In 2004, McWaters served on the Presidential Healthcare Transition team for the Bush administration. During that time, he pushed for coverage of prescription drugs for seniors under Medicare.

=== 2011 re-election ===

Senator McWaters was re-elected in November 2011. His campaign focused on issues like ensuring in-state tuition eligibility for enlisted military who had applied for Virginia residency. McWaters served on several committees, including Commerce and Labor, Transportation, Education and Health, as well as the Privileges and Elections committee. Along with ten other legislative members, McWaters served alongside Governor McDonnell's transportation work group.

=== Retirement from the Virginia Senate ===

In February 2015, after six years in office, Senator McWaters announced he would not seek re-election the following November. McWaters did not rule out the possibility of seeking another elected post in the future.

== Political positions ==
===Jobs and the Economy===

McWaters campaigns focused on local job creation and is outspoken about his opposition to outsourcing.

===Healthcare===

Healthcare was a focus of McWaters 2010 campaign for senate, during which he pushed for a competitive bidding process for Medicaid.

=== Taxes and Spending===

McWaters believes in a smaller government and a robust private sector.
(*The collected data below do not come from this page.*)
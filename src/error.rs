//! Typed errors and HTTP mapping.

use axum::{
    http::StatusCode,
    response::{IntoResponse, Response},
    Json,
};
use serde::Serialize;
use thiserror::Error;

/// Rejections from the filter and sort compilers. Messages are part of the public API.
#[derive(Error, Debug, Clone, PartialEq, Eq)]
pub enum QueryError {
    #[error("Invalid field in query params.")]
    InvalidField(String),
    #[error("Invalid order_by field.")]
    InvalidSortField(String),
    #[error("sort_order must be either 'asc', 'desc', or ''")]
    InvalidSortOrder(String),
}

/// Failures from [`crate::service::ResourceStore`].
#[derive(Error, Debug)]
pub enum StoreError {
    #[error("not found: {table} {id}")]
    NotFound { table: &'static str, id: i64 },
    #[error("database: {0}")]
    Internal(#[from] sqlx::Error),
}

impl StoreError {
    /// True for integrity violations (SQLSTATE class 23: unique, foreign key, not null, check).
    pub fn is_constraint_violation(&self) -> bool {
        self.sqlstate_class() == Some("23")
    }

    /// True for data exceptions (SQLSTATE class 22), e.g. a filter value that does not
    /// cast to the column type.
    pub fn is_invalid_input(&self) -> bool {
        self.sqlstate_class() == Some("22")
    }

    fn sqlstate_class(&self) -> Option<&'static str> {
        match self {
            StoreError::Internal(sqlx::Error::Database(e)) => match e.code() {
                Some(c) if c.starts_with("22") => Some("22"),
                Some(c) if c.starts_with("23") => Some("23"),
                _ => None,
            },
            _ => None,
        }
    }
}

#[derive(Error, Debug)]
pub enum ConfigError {
    #[error("DATABASE_URL environment variable is required")]
    MissingDatabaseUrl,
    #[error("invalid value for {var}: {value}")]
    InvalidValue { var: &'static str, value: String },
    #[error("invalid schema name: {0}")]
    InvalidSchema(String),
}

#[derive(Error, Debug)]
pub enum AppError {
    #[error(transparent)]
    Query(#[from] QueryError),
    #[error(transparent)]
    Store(#[from] StoreError),
    #[error("validation: {0}")]
    Validation(String),
    #[error("bad request: {0}")]
    BadRequest(String),
    #[error("payload too large: {0}")]
    PayloadTooLarge(String),
}

#[derive(Serialize)]
pub struct ErrorBody {
    pub error: ErrorDetail,
}

#[derive(Serialize)]
pub struct ErrorDetail {
    pub code: String,
    pub message: String,
    #[serde(skip_serializing_if = "Option::is_none")]
    pub details: Option<serde_json::Value>,
}

impl AppError {
    pub fn status_and_code(&self) -> (StatusCode, &'static str) {
        match self {
            AppError::Query(_) => (StatusCode::BAD_REQUEST, "bad_request"),
            AppError::Store(StoreError::NotFound { .. }) => (StatusCode::NOT_FOUND, "not_found"),
            AppError::Store(e) if e.is_constraint_violation() => (StatusCode::CONFLICT, "conflict"),
            AppError::Store(e) if e.is_invalid_input() => (StatusCode::BAD_REQUEST, "bad_request"),
            AppError::Store(_) => (StatusCode::INTERNAL_SERVER_ERROR, "database_error"),
            AppError::Validation(_) => (StatusCode::UNPROCESSABLE_ENTITY, "validation_error"),
            AppError::BadRequest(_) => (StatusCode::BAD_REQUEST, "bad_request"),
            AppError::PayloadTooLarge(_) => (StatusCode::PAYLOAD_TOO_LARGE, "payload_too_large"),
        }
    }
}

impl IntoResponse for AppError {
    fn into_response(self) -> Response {
        let (status, code) = self.status_and_code();
        let message = match &self {
            AppError::Store(StoreError::Internal(e)) => {
                if status == StatusCode::INTERNAL_SERVER_ERROR {
                    tracing::error!(error = %e, "store failure");
                } else {
                    tracing::warn!(error = %e, "store rejected write or filter value");
                }
                match status {
                    StatusCode::CONFLICT => "constraint violation".to_string(),
                    StatusCode::BAD_REQUEST => "invalid value for column type".to_string(),
                    _ => "internal error".to_string(),
                }
            }
            other => other.to_string(),
        };
        let body = ErrorBody {
            error: ErrorDetail {
                code: code.to_string(),
                message,
                details: None,
            },
        };
        (status, Json(body)).into_response()
    }
}

#[cfg(test)]
mod tests {
    use super::*;

    #[test]
    fn query_messages_are_verbatim() {
        assert_eq!(
            QueryError::InvalidField("x".into()).to_string(),
            "Invalid field in query params."
        );
        assert_eq!(
            QueryError::InvalidSortField("x".into()).to_string(),
            "Invalid order_by field."
        );
        assert_eq!(
            QueryError::InvalidSortOrder("random".into()).to_string(),
            "sort_order must be either 'asc', 'desc', or ''"
        );
    }

    #[test]
    fn status_mapping() {
        let q: AppError = QueryError::InvalidField("nope".into()).into();
        assert_eq!(q.status_and_code(), (StatusCode::BAD_REQUEST, "bad_request"));

        let nf: AppError = StoreError::NotFound { table: "members", id: 7 }.into();
        assert_eq!(nf.status_and_code(), (StatusCode::NOT_FOUND, "not_found"));

        let internal: AppError = StoreError::Internal(sqlx::Error::PoolTimedOut).into();
        assert_eq!(
            internal.status_and_code(),
            (StatusCode::INTERNAL_SERVER_ERROR, "database_error")
        );

        let v = AppError::Validation("email must be a valid email".into());
        assert_eq!(v.status_and_code().0, StatusCode::UNPROCESSABLE_ENTITY);

        let big = AppError::PayloadTooLarge("length limit exceeded".into());
        assert_eq!(big.status_and_code(), (StatusCode::PAYLOAD_TOO_LARGE, "payload_too_large"));
    }

    #[test]
    fn non_database_errors_are_not_constraint_violations() {
        assert!(!StoreError::Internal(sqlx::Error::RowNotFound).is_constraint_violation());
        assert!(!StoreError::NotFound { table: "gyms", id: 1 }.is_constraint_violation());
        assert!(!StoreError::Internal(sqlx::Error::PoolTimedOut).is_invalid_input());
    }

    #[test]
    fn internal_error_response_hides_cause() {
        let resp = AppError::Store(StoreError::Internal(sqlx::Error::PoolClosed)).into_response();
        assert_eq!(resp.status(), StatusCode::INTERNAL_SERVER_ERROR);
    }
}
use crate::error::AppError;
use crate::resource::Resource;
use crate::schema::{FieldSchema, FieldType};
use crate::service::RecordValidator;
use crate::sql::{BindValue, TableDef};
use serde::{Deserialize, Serialize};

/// Lookup row for a membership's state (active, frozen, ...).
#[derive(Clone, Debug, PartialEq, Serialize, Deserialize, sqlx::FromRow)]
pub struct MemberStatus {
    #[serde(default)]
    pub status_id: i64,
    pub name: String,
    #[serde(default)]
    pub description: Option<String>,
}

impl Resource for MemberStatus {
    const TABLE: TableDef = TableDef {
        table: "member_statuses",
        id_column: "status_id",
        columns: &["status_id", "name", "description"],
        defaulted: &[],
    };
    const SCHEMA: FieldSchema = FieldSchema::new(&[
        ("status_id", FieldType::Integer),
        ("name", FieldType::String),
    ]);
    const PATH: &'static str = "member-statuses";

    fn values(&self) -> Vec<(&'static str, BindValue)> {
        vec![
            ("name", self.name.clone().into()),
            ("description", self.description.clone().into()),
        ]
    }

    fn validate(&self) -> Result<(), AppError> {
        RecordValidator::required("name", &self.name)?;
        RecordValidator::max_length("name", &self.name, 64)
    }
}
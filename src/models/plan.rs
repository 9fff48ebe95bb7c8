use crate::error::AppError;
use crate::resource::Resource;
use crate::schema::{FieldSchema, FieldType};
use crate::service::RecordValidator;
use crate::sql::{BindValue, TableDef};
use chrono::{DateTime, Utc};
use serde::{Deserialize, Serialize};

fn default_true() -> bool {
    true
}

/// A purchasable membership plan. Prices are integer cents.
#[derive(Clone, Debug, PartialEq, Serialize, Deserialize, sqlx::FromRow)]
pub struct Plan {
    #[serde(default)]
    pub plan_id: i64,
    pub name: String,
    #[serde(default)]
    pub description: Option<String>,
    pub price_cents: i64,
    pub duration_months: i64,
    #[serde(default = "default_true")]
    pub is_active: bool,
    #[serde(default)]
    pub created_at: Option<DateTime<Utc>>,
}

impl Resource for Plan {
    const TABLE: TableDef = TableDef {
        table: "plans",
        id_column: "plan_id",
        columns: &[
            "plan_id",
            "name",
            "description",
            "price_cents",
            "duration_months",
            "is_active",
            "created_at",
        ],
        defaulted: &["created_at"],
    };
    const SCHEMA: FieldSchema = FieldSchema::new(&[
        ("plan_id", FieldType::Integer),
        ("name", FieldType::String),
        ("duration_months", FieldType::Integer),
        ("is_active", FieldType::Boolean),
        ("created_at", FieldType::Datetime),
    ]);
    const PATH: &'static str = "plans";

    fn values(&self) -> Vec<(&'static str, BindValue)> {
        vec![
            ("name", self.name.clone().into()),
            ("description", self.description.clone().into()),
            ("price_cents", self.price_cents.into()),
            ("duration_months", self.duration_months.into()),
            ("is_active", self.is_active.into()),
        ]
    }

    fn validate(&self) -> Result<(), AppError> {
        RecordValidator::required("name", &self.name)?;
        RecordValidator::minimum("price_cents", self.price_cents, 0)?;
        RecordValidator::minimum("duration_months", self.duration_months, 1)
    }
}
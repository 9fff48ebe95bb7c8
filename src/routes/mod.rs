//! Router assembly.

mod common;
mod resource;

pub use common::common_routes_with_ready;
pub use resource::{api_routes, resource_routes};

use crate::state::AppState;
use axum::Router;
use tower_http::limit::RequestBodyLimitLayer;
use tower_http::trace::TraceLayer;

pub const API_PREFIX: &str = "/api/v1";

/// The full application: common routes at the root, entities under [`API_PREFIX`].
pub fn app(state: AppState, max_body_bytes: usize) -> Router {
    Router::new()
        .merge(common_routes_with_ready(state.clone()))
        .nest(API_PREFIX, api_routes(state))
        .layer(RequestBodyLimitLayer::new(max_body_bytes))
        .layer(TraceLayer::new_for_http())
}
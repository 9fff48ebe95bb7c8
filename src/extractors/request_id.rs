//! Correlation id for a request: the `X-Request-ID` header, or a fresh v4 UUID.

use async_trait::async_trait;
use axum::{extract::FromRequestParts, http::request::Parts};
use std::fmt;

pub const REQUEST_ID_HEADER: &str = "X-Request-ID";

#[derive(Clone, Debug)]
pub struct RequestId(pub String);

impl fmt::Display for RequestId {
    fn fmt(&self, f: &mut fmt::Formatter<'_>) -> fmt::Result {
        f.write_str(&self.0)
    }
}

#[async_trait]
impl<S> FromRequestParts<S> for RequestId
where
    S: Send + Sync,
{
    type Rejection = std::convert::Infallible;

    async fn from_request_parts(parts: &mut Parts, _state: &S) -> Result<Self, Self::Rejection> {
        let id = parts
            .headers
            .get(REQUEST_ID_HEADER)
            .and_then(|v| v.to_str().ok())
            .map(|s| s.trim().to_string())
            .filter(|s| !s.is_empty() && s.len() <= 128)
            .unwrap_or_else(|| uuid::Uuid::new_v4().to_string());
        Ok(RequestId(id))
    }
}
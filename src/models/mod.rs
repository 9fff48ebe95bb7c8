//! Entity records served by the API. Each implements [`crate::Resource`].

mod gym;
mod location;
mod member;
mod member_status;
mod plan;
mod user;
mod visit;

pub use gym::Gym;
pub use location::Location;
pub use member::Member;
pub use member_status::MemberStatus;
pub use plan::Plan;
pub use user::User;
pub use visit::Visit;

#[cfg(test)]
mod tests {
    use super::*;
    use crate::resource::Resource;
    use std::collections::HashSet;

    fn check<T: Resource>(sample: T) {
        let def = T::TABLE;
        let columns: HashSet<&str> = def.columns.iter().copied().collect();
        assert_eq!(columns.len(), def.columns.len(), "{}: duplicate column", def.table);
        assert_eq!(def.columns[0], def.id_column, "{}: id column first", def.table);

        let mut seen = HashSet::new();
        for name in T::SCHEMA.names() {
            assert!(seen.insert(name), "{}: duplicate schema field {}", def.table, name);
            assert!(columns.contains(name), "{}: schema field {} is not a column", def.table, name);
        }
        assert!(T::SCHEMA.get(def.id_column).is_some(), "{}: id not filterable", def.table);

        for (col, _) in sample.values() {
            assert!(columns.contains(col), "{}: written column {} unknown", def.table, col);
            assert_ne!(col, def.id_column, "{}: id must not be written", def.table);
            assert_ne!(col, "created_at", "{}: created_at is server-assigned", def.table);
        }
        for col in def.defaulted {
            assert!(columns.contains(col));
        }
    }

    #[test]
    fn table_definitions_are_consistent() {
        check(User {
            user_id: 0,
            email: "a@b.co".into(),
            first_name: "A".into(),
            last_name: "B".into(),
            is_admin: false,
            created_at: None,
        });
        check(MemberStatus {
            status_id: 0,
            name: "active".into(),
            description: None,
        });
        check(Plan {
            plan_id: 0,
            name: "Monthly".into(),
            description: None,
            price_cents: 2999,
            duration_months: 1,
            is_active: true,
            created_at: None,
        });
        check(Gym {
            gym_id: 0,
            name: "Iron Temple".into(),
            email: None,
            phone: None,
            created_at: None,
        });
        check(Location {
            location_id: 0,
            gym_id: 1,
            name: "Downtown".into(),
            address: "1 Main St".into(),
            city: "Springfield".into(),
            created_at: None,
        });
        check(Member {
            member_id: 0,
            user_id: None,
            email: "m@x.com".into(),
            first_name: "M".into(),
            last_name: "X".into(),
            status_id: 1,
            plan_id: None,
            home_location_id: None,
            joined_at: None,
            created_at: None,
        });
        check(Visit {
            visit_id: 0,
            member_id: 1,
            location_id: 1,
            checked_in_at: None,
            created_at: None,
        });
    }

    #[test]
    fn paths_are_unique() {
        let paths = [
            User::PATH,
            MemberStatus::PATH,
            Plan::PATH,
            Gym::PATH,
            Location::PATH,
            Member::PATH,
            Visit::PATH,
        ];
        let unique: HashSet<_> = paths.iter().collect();
        assert_eq!(unique.len(), paths.len());
    }

    #[test]
    fn create_body_without_id_deserializes() {
        let m: Member = serde_json::from_value(serde_json::json!({
            "email": "test@x.com",
            "first_name": "Test",
            "last_name": "Member",
            "status_id": 1
        }))
        .unwrap();
        assert_eq!(m.member_id, 0);
        assert!(m.joined_at.is_none());

        let p: Plan = serde_json::from_value(serde_json::json!({
            "name": "Annual",
            "price_cents": 29900,
            "duration_months": 12
        }))
        .unwrap();
        assert!(p.is_active);
    }

    #[test]
    fn validation_rules() {
        let mut u = User {
            user_id: 0,
            email: "not-an-email".into(),
            first_name: "A".into(),
            last_name: "B".into(),
            is_admin: false,
            created_at: None,
        };
        assert!(u.validate().is_err());
        u.email = "a@b.co".into();
        assert!(u.validate().is_ok());

        let plan = Plan {
            plan_id: 0,
            name: "Free".into(),
            description: None,
            price_cents: 0,
            duration_months: 0,
            is_active: true,
            created_at: None,
        };
        assert!(plan.validate().is_err());
    }
}
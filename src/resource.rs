//! The contract an entity type fulfils to be served by the generic CRUD engine.

use crate::error::AppError;
use crate::schema::FieldSchema;
use crate::sql::{BindValue, TableDef};
use serde::de::DeserializeOwned;
use serde::Serialize;
use sqlx::postgres::PgRow;
use sqlx::FromRow;

/// An entity stored in one table and exposed under one REST path.
///
/// Reading goes through `FromRow`; writing goes through [`Resource::values`], which
/// must list every caller-writable column. The id and server-computed columns
/// (`created_at`) are left out so the database assigns them.
pub trait Resource:
    for<'r> FromRow<'r, PgRow> + Serialize + DeserializeOwned + Send + Sync + Unpin + 'static
{
    const TABLE: TableDef;
    /// Fields accepted in filter and `order_by` parameters.
    const SCHEMA: FieldSchema;
    /// Path segment under the API prefix, e.g. `members`.
    const PATH: &'static str;

    fn values(&self) -> Vec<(&'static str, BindValue)>;

    /// Check a record before it is written.
    fn validate(&self) -> Result<(), AppError> {
        Ok(())
    }
}
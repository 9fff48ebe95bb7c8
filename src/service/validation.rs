//! Field checks used by `Resource::validate` implementations.

use crate::error::AppError;
use regex::Regex;
use std::sync::OnceLock;

const EMAIL_PATTERN: &str = r"^[^@\s]+@[^@\s]+\.[^@\s]+$";

/// Compiled once per process. Errors only if `EMAIL_PATTERN` itself is malformed.
fn email_regex() -> Result<&'static Regex, &'static regex::Error> {
    static EMAIL: OnceLock<Result<Regex, regex::Error>> = OnceLock::new();
    EMAIL.get_or_init(|| Regex::new(EMAIL_PATTERN)).as_ref()
}

pub struct RecordValidator;

impl RecordValidator {
    pub fn required(field: &str, value: &str) -> Result<(), AppError> {
        if value.trim().is_empty() {
            return Err(AppError::Validation(format!("{} is required", field)));
        }
        Ok(())
    }

    pub fn max_length(field: &str, value: &str, max: usize) -> Result<(), AppError> {
        if value.chars().count() > max {
            return Err(AppError::Validation(format!(
                "{} must be at most {} characters",
                field, max
            )));
        }
        Ok(())
    }

    pub fn email(field: &str, value: &str) -> Result<(), AppError> {
        let re = email_regex().map_err(|_| AppError::Validation(format!("invalid pattern for {}", field)))?;
        if !re.is_match(value) {
            return Err(AppError::Validation(format!("{} must be a valid email", field)));
        }
        Ok(())
    }

    /// Like [`RecordValidator::email`] but accepts an absent value.
    pub fn optional_email(field: &str, value: Option<&str>) -> Result<(), AppError> {
        match value {
            Some(v) => Self::email(field, v),
            None => Ok(()),
        }
    }

    pub fn minimum(field: &str, value: i64, min: i64) -> Result<(), AppError> {
        if value < min {
            return Err(AppError::Validation(format!("{} must be at least {}", field, min)));
        }
        Ok(())
    }
}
Transportation and education were also main focuses of McWaters 2010 campaign for senate.

== Trinity Church ==
In 2007, Jeff and Cindy McWaters helped found Trinity Church in Virginia Beach. Trinity Church operates five campuses; Virginia Beach Oceanfront, Princess Ann Road, Virginia Beach Town Center, Downtown Norfolk inside Nauticus and Stuttgart (Germany).

== Awards and honors ==

- In 2003, McWaters was inducted into the University of Kentucky's Gatton College of Business and Economics Hall of Fame.
- In November 2018, McWaters was inducted into the Old Dominion Strome Entrepreneurial Hall of Fame at Old Dominion University.